:: Material for this task ::

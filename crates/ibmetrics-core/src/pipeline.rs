//! End-to-end processing of one brokerage report and press release pair.

use std::path::Path;

use serde::Serialize;
use tracing::{info, warn};

use crate::error::{DocumentRole, ExtractionError, Result};
use crate::extract::{NarrativeEngine, PeriodResolver, TabularEngine};
use crate::mapping::map_record;
use crate::models::config::IbmConfig;
use crate::models::metrics::MetricMap;
use crate::models::schema::{CanonicalRecord, SCHEMA};
use crate::pdf::{Document, DocumentSource, PdfExtractor};

/// Number of missing fields listed in the summary log.
const MISSING_PREVIEW: usize = 5;

/// Outcome of processing one document pair.
#[derive(Debug, Clone, Serialize)]
pub struct PairReport {
    pub record: CanonicalRecord,
    /// Tabular strategy that produced the metrics.
    pub strategy: &'static str,
    /// Raw tabular metrics, including rows without a canonical column.
    pub metrics: MetricMap,
    /// Products recovered from the press release.
    pub products: usize,
    /// Empty canonical fields.
    pub missing: Vec<String>,
    /// Non-fatal problems met along the way.
    pub diagnostics: Vec<String>,
}

/// Runs period resolution, both engines and the mapper for a pair.
pub struct PairProcessor<S: DocumentSource = PdfExtractor> {
    source: S,
    resolver: PeriodResolver,
    tabular: TabularEngine,
    narrative: NarrativeEngine,
    decimal_places: u32,
}

impl PairProcessor<PdfExtractor> {
    /// Create a processor reading PDF files.
    pub fn new(config: &IbmConfig) -> Self {
        Self::with_source(PdfExtractor::with_config(config.pdf.clone()), config)
    }
}

impl<S: DocumentSource> PairProcessor<S> {
    /// Create a processor over a custom document source.
    pub fn with_source(source: S, config: &IbmConfig) -> Self {
        Self {
            source,
            resolver: PeriodResolver::new(config.period.clone()),
            tabular: TabularEngine::new(&config.tabular, &config.pdf),
            narrative: NarrativeEngine::new(config.narrative.clone()),
            decimal_places: config.output.decimal_places,
        }
    }

    /// Open both documents and process them.
    ///
    /// An unreadable brokerage report is fatal. An unreadable press release
    /// leaves the press release fields empty.
    pub fn process(
        &self,
        brokerage: &Path,
        press: &Path,
        hint: Option<&str>,
    ) -> Result<PairReport> {
        info!("Processing brokerage report {}", brokerage.display());
        let brokerage_doc =
            self.source
                .open(brokerage)
                .map_err(|e| ExtractionError::DocumentUnreadable {
                    role: DocumentRole::Brokerage,
                    reason: e.to_string(),
                })?;

        let mut diagnostics = Vec::new();
        let press_doc = match self.source.open(press) {
            Ok(doc) => Some(doc),
            Err(e) => {
                let err = ExtractionError::DocumentUnreadable {
                    role: DocumentRole::PressRelease,
                    reason: e.to_string(),
                };
                warn!("{}", err);
                diagnostics.push(err.to_string());
                None
            }
        };

        self.run(&brokerage_doc, press_doc.as_ref(), hint, diagnostics)
    }

    /// Process documents that are already loaded.
    pub fn process_documents(
        &self,
        brokerage: &Document,
        press: Option<&Document>,
        hint: Option<&str>,
    ) -> Result<PairReport> {
        self.run(brokerage, press, hint, Vec::new())
    }

    fn run(
        &self,
        brokerage: &Document,
        press: Option<&Document>,
        hint: Option<&str>,
        mut diagnostics: Vec<String>,
    ) -> Result<PairReport> {
        let period = self.resolver.resolve(hint, brokerage, press)?;
        info!("Target period: {}", period);

        let tabular = self.tabular.extract(brokerage, period)?;
        diagnostics.extend(tabular.diagnostics);

        let narrative = match press {
            Some(doc) => match self.narrative.extract(&doc.text()) {
                Ok(result) => {
                    diagnostics.extend(result.diagnostics);
                    Some(result.data)
                }
                Err(e) => {
                    warn!("Press release extraction failed: {}", e);
                    diagnostics.push(e.to_string());
                    None
                }
            },
            None => None,
        };

        let mapped = map_record(
            period,
            &tabular.metrics,
            narrative.as_ref(),
            self.decimal_places,
        );

        let products = narrative.as_ref().map_or(0, |data| data.len());
        info!("Monthly metrics extracted: {}", tabular.metrics.len());
        info!("Press release products extracted: {}", products);
        info!(
            "Populated fields: {}/{}",
            mapped.record.populated(),
            SCHEMA.len()
        );
        if !mapped.missing.is_empty() {
            let preview: Vec<&str> = mapped
                .missing
                .iter()
                .take(MISSING_PREVIEW)
                .map(String::as_str)
                .collect();
            warn!(
                "Missing {} fields: {}",
                mapped.missing.len(),
                preview.join(", ")
            );
        }

        Ok(PairReport {
            record: mapped.record,
            strategy: tabular.strategy,
            metrics: tabular.metrics,
            products,
            missing: mapped.missing,
            diagnostics,
        })
    }
}

#[cfg(test)]
mod tests {
    use super::*;
    use crate::error::{IbmError, PdfError};
    use crate::models::schema::CASH_FIELD;
    use crate::pdf::Page;
    use pretty_assertions::assert_eq;
    use std::collections::HashMap;
    use std::path::PathBuf;

    const BROKERAGE: &str = "\
Interactive Brokers Group Electronic Brokerage 2025
Jan Feb Mar Apr May Jun Jul Aug Sep Oct Nov Dec
Total Accounts 2,500.1 2,510.3 2,520.4 2,530.0 2,535.5 2,540.2 2,545.8 2,550.9
Net New Accounts 32.1 31.0 30.2 29.9 28.7 27.5 26.1 25.0
Total Client DARTs 3,100 3,200 3,300 3,400 3,500 3,600 3,700 3,800
Cleared Client DARTs 2,900 3,000 3,100 3,200 3,300 3,400 3,500 3,600
Client Equity $ 560.1 $ 571.2 $ 580.3 $ 590.4 $ 600.5 $ 610.6 $ 620.7 $ 630.8
Client Credits(1) $ 100.1 $ 101.2 $ 102.3 $ 103.4 $ 104.5 $ 105.6 $ 106.7 $ 107.8
";

    const PRESS: &str = "\
Stocks 1,200,000 shares $0.85
Equity Options 7.8 contracts $3.16
Futures and Future Options 3.2 contracts $4.05
";

    /// Serves documents from memory by file name.
    struct MemorySource {
        texts: HashMap<PathBuf, &'static str>,
    }

    impl MemorySource {
        fn new(entries: &[(&str, &'static str)]) -> Self {
            Self {
                texts: entries
                    .iter()
                    .map(|(name, text)| (PathBuf::from(name), *text))
                    .collect(),
            }
        }
    }

    impl DocumentSource for MemorySource {
        fn load(&self, _data: &[u8]) -> crate::pdf::Result<Document> {
            Err(PdfError::Parse("memory source reads by path".to_string()))
        }

        fn open(&self, path: &Path) -> crate::pdf::Result<Document> {
            self.texts
                .get(path)
                .map(|text| Document::new(vec![Page::new(*text)]))
                .ok_or_else(|| PdfError::Parse(format!("{} not found", path.display())))
        }
    }

    fn processor(source: MemorySource) -> PairProcessor<MemorySource> {
        PairProcessor::with_source(source, &IbmConfig::default())
    }

    #[test]
    fn test_full_pair() {
        let processor = processor(MemorySource::new(&[
            ("b.pdf", BROKERAGE),
            ("p.pdf", PRESS),
        ]));
        let report = processor
            .process(Path::new("b.pdf"), Path::new("p.pdf"), Some("202508"))
            .unwrap();

        let record = &report.record;
        assert_eq!(record.period.to_string(), "2025-08");
        assert_eq!(
            record.get("USA.OBD.INTERACTIVE.ACCOUNTS.TOTAL.M"),
            Some("2550.9")
        );
        assert_eq!(
            record.get("USA.OBD.INTERACTIVE.AVGORDER.STOCK.M"),
            Some("1200000")
        );
        assert_eq!(record.get(CASH_FIELD), Some("17.08941027267"));
        assert_eq!(report.strategy, "text-line");
        assert_eq!(report.products, 3);
        assert!(report.diagnostics.is_empty());
    }

    #[test]
    fn test_unreadable_press_release_degrades() {
        let processor = processor(MemorySource::new(&[("b.pdf", BROKERAGE)]));
        let report = processor
            .process(Path::new("b.pdf"), Path::new("missing.pdf"), Some("202508"))
            .unwrap();

        assert_eq!(report.products, 0);
        assert_eq!(
            report.record.get("USA.OBD.INTERACTIVE.AVGORDER.STOCK.M"),
            None
        );
        assert!(report.diagnostics[0].contains("press release"));
        assert_eq!(
            report.record.get("USA.OBD.INTERACTIVE.DARTS.TOTAL.M"),
            Some("3800")
        );
    }

    #[test]
    fn test_unreadable_brokerage_is_fatal() {
        let processor = processor(MemorySource::new(&[("p.pdf", PRESS)]));
        let err = processor
            .process(Path::new("b.pdf"), Path::new("p.pdf"), Some("202508"))
            .unwrap_err();
        assert!(matches!(
            err,
            IbmError::Extraction(ExtractionError::DocumentUnreadable {
                role: DocumentRole::Brokerage,
                ..
            })
        ));
    }

    #[test]
    fn test_period_from_content() {
        let processor = processor(MemorySource::new(&[]));
        let brokerage = Document::new(vec![Page::new(BROKERAGE)]);
        let press = Document::new(vec![Page::new(PRESS)]);
        let report = processor
            .process_documents(&brokerage, Some(&press), None)
            .unwrap();
        // Eight data cells under the header
        assert_eq!(report.record.period.to_string(), "2025-08");
    }

    #[test]
    fn test_tabular_failure_yields_no_record() {
        let processor = processor(MemorySource::new(&[]));
        let brokerage = Document::new(vec![Page::new("Electronic Brokerage 2025")]);
        let err = processor
            .process_documents(&brokerage, None, Some("202508"))
            .unwrap_err();
        assert!(matches!(
            err,
            IbmError::Extraction(ExtractionError::AllStrategiesFailed { .. })
        ));
    }
}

:::

*Work instruction*. From the entries above, give again exactly the lines running from the line with "for a pair." to the line with "pub fn new(config: &IbmConfig)"; include both of those lines.

*Task output*.
/// Runs period resolution, both engines and the mapper for a pair.
pub struct PairProcessor<S: DocumentSource = PdfExtractor> {
    source: S,
    resolver: PeriodResolver,
    tabular: TabularEngine,
    narrative: NarrativeEngine,
    decimal_places: u32,
}

impl PairProcessor<PdfExtractor> {
    /// Create a processor reading PDF files.
    pub fn new(config: &IbmConfig) -> Self {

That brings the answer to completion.